§ **What to work on**
Every line of the data below that holds the string "CONTRIBUTIONS" needs to be reported.

----- Supplied data

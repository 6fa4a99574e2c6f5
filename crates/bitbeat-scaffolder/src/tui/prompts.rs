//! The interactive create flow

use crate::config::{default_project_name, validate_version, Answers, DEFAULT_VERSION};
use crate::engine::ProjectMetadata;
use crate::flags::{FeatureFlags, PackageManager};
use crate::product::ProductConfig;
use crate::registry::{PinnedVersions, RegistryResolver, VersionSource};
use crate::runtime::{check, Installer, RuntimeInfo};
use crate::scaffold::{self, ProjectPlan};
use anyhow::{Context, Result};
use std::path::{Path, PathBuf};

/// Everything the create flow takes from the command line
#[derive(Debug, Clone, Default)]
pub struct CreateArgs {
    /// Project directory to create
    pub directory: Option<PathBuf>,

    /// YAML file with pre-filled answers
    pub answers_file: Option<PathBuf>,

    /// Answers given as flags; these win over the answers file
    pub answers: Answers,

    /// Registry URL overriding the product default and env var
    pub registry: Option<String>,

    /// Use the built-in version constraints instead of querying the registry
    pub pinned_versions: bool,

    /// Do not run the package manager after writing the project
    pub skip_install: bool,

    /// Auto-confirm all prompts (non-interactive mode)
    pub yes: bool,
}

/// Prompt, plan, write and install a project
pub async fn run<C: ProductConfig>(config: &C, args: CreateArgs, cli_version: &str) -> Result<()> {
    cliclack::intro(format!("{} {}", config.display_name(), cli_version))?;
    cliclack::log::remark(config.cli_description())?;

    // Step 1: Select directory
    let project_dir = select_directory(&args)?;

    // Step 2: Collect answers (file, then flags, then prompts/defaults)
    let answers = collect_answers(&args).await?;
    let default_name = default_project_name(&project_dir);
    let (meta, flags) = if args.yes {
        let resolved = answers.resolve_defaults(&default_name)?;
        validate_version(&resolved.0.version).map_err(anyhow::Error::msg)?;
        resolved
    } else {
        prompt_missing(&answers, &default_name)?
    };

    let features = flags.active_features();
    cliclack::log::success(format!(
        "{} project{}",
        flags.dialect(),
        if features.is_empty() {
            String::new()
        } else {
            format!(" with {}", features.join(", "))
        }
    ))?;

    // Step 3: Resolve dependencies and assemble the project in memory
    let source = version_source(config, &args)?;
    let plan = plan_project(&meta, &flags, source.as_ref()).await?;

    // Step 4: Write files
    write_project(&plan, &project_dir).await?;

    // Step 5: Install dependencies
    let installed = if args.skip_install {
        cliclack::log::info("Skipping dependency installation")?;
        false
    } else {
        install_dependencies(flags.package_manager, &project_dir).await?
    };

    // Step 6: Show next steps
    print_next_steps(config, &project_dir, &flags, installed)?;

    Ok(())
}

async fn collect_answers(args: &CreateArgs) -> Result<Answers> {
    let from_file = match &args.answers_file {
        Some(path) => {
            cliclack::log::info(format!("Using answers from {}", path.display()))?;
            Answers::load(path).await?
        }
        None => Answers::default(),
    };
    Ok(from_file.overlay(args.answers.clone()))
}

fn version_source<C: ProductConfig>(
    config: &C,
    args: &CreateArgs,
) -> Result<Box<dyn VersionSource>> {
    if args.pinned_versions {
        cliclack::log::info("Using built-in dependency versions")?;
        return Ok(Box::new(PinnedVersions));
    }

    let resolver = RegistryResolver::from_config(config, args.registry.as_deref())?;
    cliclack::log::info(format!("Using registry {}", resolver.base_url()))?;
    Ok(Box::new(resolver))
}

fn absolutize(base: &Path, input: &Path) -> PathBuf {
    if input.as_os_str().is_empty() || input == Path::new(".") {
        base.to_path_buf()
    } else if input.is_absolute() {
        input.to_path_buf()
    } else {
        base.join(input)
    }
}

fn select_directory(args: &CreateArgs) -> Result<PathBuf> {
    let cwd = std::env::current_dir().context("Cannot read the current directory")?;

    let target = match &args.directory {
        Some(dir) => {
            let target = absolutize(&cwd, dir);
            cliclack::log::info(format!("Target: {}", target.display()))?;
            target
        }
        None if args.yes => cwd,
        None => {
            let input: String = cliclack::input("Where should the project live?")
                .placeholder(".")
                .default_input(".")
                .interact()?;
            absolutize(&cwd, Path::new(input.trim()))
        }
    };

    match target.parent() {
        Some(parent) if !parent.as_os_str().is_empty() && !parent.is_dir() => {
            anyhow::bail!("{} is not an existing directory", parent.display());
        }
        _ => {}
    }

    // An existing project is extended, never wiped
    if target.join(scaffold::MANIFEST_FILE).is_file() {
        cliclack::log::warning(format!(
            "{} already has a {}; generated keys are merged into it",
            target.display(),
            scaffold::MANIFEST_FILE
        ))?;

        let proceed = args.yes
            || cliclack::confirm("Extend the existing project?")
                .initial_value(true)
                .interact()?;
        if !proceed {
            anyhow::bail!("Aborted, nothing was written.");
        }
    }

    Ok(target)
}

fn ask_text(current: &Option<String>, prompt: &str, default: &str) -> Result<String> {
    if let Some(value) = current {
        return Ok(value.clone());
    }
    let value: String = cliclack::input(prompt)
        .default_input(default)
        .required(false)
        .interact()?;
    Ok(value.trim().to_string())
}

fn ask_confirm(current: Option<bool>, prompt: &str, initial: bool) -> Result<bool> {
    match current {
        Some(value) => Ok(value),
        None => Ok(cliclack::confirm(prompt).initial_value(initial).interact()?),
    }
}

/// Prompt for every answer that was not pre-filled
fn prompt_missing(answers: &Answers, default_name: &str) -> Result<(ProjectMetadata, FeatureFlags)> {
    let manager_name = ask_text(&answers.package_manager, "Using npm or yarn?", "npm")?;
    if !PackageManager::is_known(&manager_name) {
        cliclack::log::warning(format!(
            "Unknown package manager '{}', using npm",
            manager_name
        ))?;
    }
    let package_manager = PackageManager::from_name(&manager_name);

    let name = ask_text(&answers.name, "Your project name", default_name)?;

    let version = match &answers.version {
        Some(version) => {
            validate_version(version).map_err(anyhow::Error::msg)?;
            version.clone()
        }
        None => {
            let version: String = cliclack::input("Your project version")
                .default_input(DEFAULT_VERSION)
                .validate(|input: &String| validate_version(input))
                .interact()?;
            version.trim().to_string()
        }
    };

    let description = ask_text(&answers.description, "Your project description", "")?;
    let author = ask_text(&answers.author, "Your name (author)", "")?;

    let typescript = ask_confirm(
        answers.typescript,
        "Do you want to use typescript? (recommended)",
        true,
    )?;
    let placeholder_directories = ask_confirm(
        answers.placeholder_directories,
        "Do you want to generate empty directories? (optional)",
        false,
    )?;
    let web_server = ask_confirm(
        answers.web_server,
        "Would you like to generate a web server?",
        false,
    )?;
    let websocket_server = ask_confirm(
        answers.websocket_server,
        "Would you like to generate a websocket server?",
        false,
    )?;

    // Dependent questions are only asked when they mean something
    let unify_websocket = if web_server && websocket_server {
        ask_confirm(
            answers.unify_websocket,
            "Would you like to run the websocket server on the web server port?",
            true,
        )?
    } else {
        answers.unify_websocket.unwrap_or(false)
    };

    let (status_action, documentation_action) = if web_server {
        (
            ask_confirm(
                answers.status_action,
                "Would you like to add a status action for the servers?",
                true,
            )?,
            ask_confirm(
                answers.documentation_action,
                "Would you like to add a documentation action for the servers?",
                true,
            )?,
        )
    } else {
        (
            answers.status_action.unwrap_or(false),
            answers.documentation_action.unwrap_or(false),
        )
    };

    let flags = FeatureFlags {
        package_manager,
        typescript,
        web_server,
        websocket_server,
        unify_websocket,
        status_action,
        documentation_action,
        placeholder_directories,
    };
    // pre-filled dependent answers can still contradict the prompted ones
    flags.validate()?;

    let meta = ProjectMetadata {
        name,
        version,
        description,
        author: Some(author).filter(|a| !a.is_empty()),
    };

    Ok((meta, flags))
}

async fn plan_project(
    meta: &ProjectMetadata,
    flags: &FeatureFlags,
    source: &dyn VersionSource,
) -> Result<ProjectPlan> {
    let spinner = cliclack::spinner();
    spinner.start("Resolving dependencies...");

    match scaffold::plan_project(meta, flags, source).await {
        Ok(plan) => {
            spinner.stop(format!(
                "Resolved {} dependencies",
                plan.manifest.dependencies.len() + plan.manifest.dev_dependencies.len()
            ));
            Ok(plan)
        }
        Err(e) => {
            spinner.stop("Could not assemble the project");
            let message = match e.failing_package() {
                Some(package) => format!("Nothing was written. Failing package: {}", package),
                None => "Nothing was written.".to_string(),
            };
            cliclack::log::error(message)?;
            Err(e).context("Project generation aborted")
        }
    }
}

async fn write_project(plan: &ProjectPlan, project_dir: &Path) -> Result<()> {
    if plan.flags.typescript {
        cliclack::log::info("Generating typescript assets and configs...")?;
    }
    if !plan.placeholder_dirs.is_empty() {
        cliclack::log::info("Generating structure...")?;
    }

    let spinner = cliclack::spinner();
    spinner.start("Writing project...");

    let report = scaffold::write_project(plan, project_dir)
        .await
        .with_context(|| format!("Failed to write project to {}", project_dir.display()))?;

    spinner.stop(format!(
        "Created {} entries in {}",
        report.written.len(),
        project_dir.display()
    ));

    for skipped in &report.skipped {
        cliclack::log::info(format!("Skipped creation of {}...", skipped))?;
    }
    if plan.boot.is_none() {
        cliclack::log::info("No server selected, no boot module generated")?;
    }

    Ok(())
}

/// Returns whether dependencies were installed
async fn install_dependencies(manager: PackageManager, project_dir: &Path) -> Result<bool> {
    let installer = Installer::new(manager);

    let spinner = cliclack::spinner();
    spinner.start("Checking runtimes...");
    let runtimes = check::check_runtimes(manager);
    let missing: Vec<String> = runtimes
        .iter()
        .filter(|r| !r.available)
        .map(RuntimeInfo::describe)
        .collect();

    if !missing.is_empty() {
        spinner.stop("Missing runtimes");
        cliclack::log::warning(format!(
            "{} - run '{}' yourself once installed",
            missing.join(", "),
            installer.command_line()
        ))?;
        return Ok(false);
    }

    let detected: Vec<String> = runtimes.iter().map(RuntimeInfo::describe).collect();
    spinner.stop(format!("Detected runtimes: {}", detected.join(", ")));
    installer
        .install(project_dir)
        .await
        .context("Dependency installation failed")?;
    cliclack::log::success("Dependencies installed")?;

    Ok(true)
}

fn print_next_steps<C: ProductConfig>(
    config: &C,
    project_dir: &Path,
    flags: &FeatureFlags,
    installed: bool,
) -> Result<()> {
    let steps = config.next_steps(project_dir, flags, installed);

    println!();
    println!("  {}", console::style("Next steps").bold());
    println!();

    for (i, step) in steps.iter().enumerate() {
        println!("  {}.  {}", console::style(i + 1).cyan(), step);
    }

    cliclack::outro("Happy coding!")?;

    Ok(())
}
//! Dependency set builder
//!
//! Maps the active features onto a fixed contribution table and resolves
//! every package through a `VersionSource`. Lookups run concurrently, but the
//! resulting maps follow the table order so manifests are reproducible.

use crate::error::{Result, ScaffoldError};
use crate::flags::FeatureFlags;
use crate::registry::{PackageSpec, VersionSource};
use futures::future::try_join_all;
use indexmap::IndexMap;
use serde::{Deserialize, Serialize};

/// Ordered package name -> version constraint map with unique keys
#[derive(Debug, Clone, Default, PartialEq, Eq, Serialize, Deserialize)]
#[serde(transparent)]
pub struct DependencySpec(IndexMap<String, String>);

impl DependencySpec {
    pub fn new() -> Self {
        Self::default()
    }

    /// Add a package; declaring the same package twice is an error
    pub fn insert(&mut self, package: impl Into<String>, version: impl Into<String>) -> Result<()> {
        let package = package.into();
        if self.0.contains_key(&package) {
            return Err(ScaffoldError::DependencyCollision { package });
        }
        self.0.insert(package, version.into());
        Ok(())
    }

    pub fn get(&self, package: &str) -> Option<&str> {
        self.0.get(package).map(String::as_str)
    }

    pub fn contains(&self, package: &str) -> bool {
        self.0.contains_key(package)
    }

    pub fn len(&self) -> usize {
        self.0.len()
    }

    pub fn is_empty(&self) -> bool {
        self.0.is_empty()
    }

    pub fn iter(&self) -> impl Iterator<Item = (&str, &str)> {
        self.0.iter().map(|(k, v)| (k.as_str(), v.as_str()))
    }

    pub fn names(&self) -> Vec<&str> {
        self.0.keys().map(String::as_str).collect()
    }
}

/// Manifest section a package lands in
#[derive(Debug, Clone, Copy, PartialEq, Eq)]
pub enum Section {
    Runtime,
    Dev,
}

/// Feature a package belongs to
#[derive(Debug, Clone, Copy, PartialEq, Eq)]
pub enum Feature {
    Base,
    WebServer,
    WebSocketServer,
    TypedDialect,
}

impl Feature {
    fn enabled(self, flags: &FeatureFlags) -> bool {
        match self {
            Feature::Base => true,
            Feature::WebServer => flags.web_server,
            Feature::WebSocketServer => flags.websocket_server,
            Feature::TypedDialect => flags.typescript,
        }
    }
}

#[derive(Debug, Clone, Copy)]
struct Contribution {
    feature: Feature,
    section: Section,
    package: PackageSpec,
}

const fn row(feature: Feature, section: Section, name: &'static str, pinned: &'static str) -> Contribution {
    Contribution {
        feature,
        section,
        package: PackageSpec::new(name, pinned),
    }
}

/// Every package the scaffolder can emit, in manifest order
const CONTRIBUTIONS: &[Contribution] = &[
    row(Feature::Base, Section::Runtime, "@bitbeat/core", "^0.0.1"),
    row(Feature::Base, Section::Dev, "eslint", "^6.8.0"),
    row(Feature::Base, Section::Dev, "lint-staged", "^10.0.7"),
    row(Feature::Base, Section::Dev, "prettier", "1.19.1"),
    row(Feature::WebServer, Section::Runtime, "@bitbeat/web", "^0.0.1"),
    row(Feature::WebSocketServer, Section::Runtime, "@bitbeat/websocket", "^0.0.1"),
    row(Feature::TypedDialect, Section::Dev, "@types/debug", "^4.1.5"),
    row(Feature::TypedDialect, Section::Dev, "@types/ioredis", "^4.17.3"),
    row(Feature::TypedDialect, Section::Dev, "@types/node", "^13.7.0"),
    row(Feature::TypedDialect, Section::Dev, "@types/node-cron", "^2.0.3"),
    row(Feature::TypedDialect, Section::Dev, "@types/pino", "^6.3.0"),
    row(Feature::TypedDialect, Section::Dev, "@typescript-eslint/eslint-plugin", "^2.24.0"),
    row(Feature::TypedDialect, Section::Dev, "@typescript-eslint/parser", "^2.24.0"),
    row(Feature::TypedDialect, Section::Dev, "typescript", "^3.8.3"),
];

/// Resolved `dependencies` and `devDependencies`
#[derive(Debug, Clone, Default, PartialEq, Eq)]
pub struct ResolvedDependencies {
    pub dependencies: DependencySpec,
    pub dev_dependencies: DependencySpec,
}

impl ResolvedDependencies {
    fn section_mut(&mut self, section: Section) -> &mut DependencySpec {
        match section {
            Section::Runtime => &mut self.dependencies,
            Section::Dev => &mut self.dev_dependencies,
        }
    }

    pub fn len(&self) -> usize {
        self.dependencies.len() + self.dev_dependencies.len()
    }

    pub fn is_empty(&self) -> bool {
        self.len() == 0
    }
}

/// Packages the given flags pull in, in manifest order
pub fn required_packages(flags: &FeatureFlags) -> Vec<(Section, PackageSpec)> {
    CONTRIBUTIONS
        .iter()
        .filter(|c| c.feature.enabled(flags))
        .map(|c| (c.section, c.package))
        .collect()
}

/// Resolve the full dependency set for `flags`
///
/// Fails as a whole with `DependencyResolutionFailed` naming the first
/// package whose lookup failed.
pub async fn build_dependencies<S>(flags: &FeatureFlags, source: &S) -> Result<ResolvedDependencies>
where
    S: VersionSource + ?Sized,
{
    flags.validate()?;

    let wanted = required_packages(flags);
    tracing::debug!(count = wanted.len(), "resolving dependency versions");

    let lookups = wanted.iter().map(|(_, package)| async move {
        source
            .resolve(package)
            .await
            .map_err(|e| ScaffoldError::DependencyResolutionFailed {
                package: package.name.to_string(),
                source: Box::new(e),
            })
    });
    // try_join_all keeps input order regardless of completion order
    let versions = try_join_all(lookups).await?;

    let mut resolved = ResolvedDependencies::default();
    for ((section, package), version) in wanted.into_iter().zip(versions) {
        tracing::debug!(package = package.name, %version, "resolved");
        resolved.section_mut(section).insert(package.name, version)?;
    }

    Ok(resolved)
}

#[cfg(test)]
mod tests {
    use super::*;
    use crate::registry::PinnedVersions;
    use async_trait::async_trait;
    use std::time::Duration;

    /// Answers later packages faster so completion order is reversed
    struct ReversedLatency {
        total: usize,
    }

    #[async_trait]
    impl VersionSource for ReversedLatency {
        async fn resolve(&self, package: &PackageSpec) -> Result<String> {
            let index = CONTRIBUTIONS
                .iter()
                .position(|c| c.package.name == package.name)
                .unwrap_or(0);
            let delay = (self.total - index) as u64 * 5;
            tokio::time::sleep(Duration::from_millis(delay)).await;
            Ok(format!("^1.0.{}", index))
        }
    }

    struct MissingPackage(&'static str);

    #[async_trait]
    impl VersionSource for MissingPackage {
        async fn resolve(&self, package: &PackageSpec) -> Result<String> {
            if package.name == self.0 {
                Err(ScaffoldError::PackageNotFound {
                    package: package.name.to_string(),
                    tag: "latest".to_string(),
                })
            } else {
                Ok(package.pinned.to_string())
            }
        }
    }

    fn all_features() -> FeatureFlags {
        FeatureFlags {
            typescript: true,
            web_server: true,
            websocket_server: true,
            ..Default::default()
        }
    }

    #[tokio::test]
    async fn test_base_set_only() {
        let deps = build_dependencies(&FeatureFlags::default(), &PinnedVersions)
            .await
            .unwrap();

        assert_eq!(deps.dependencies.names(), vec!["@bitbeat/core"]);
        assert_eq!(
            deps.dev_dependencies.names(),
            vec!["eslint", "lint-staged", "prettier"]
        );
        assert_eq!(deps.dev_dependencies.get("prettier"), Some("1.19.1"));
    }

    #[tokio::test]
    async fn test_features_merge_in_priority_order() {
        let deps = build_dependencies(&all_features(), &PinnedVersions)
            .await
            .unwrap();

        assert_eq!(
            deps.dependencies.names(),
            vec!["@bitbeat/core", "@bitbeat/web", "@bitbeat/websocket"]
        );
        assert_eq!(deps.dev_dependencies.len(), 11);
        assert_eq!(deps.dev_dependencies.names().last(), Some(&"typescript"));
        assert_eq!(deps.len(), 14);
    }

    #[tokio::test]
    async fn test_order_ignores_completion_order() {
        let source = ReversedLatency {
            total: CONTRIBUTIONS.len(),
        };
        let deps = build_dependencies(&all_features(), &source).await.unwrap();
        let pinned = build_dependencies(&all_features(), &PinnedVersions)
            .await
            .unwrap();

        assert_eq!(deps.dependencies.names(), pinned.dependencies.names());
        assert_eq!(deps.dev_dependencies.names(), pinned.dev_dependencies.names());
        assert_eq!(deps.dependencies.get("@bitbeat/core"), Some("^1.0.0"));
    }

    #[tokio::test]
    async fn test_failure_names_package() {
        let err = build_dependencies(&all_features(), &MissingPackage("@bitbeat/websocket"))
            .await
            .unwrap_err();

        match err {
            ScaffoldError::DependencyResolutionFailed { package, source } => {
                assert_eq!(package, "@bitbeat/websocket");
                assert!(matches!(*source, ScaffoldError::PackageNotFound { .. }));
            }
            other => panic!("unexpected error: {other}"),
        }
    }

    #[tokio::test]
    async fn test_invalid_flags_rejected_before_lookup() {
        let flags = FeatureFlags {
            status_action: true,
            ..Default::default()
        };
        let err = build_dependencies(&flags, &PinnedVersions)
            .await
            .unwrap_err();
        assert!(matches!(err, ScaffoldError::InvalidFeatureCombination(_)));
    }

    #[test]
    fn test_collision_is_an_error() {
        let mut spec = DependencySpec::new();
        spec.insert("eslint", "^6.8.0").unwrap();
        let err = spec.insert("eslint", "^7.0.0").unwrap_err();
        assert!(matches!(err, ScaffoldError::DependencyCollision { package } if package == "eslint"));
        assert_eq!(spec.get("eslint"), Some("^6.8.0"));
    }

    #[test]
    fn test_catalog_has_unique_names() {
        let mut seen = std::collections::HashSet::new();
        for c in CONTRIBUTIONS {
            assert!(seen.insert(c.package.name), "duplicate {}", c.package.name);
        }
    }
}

----------

§ **Result of this exercise**
const CONTRIBUTIONS: &[Contribution] = &[
    CONTRIBUTIONS
            let index = CONTRIBUTIONS
            total: CONTRIBUTIONS.len(),
        for c in CONTRIBUTIONS {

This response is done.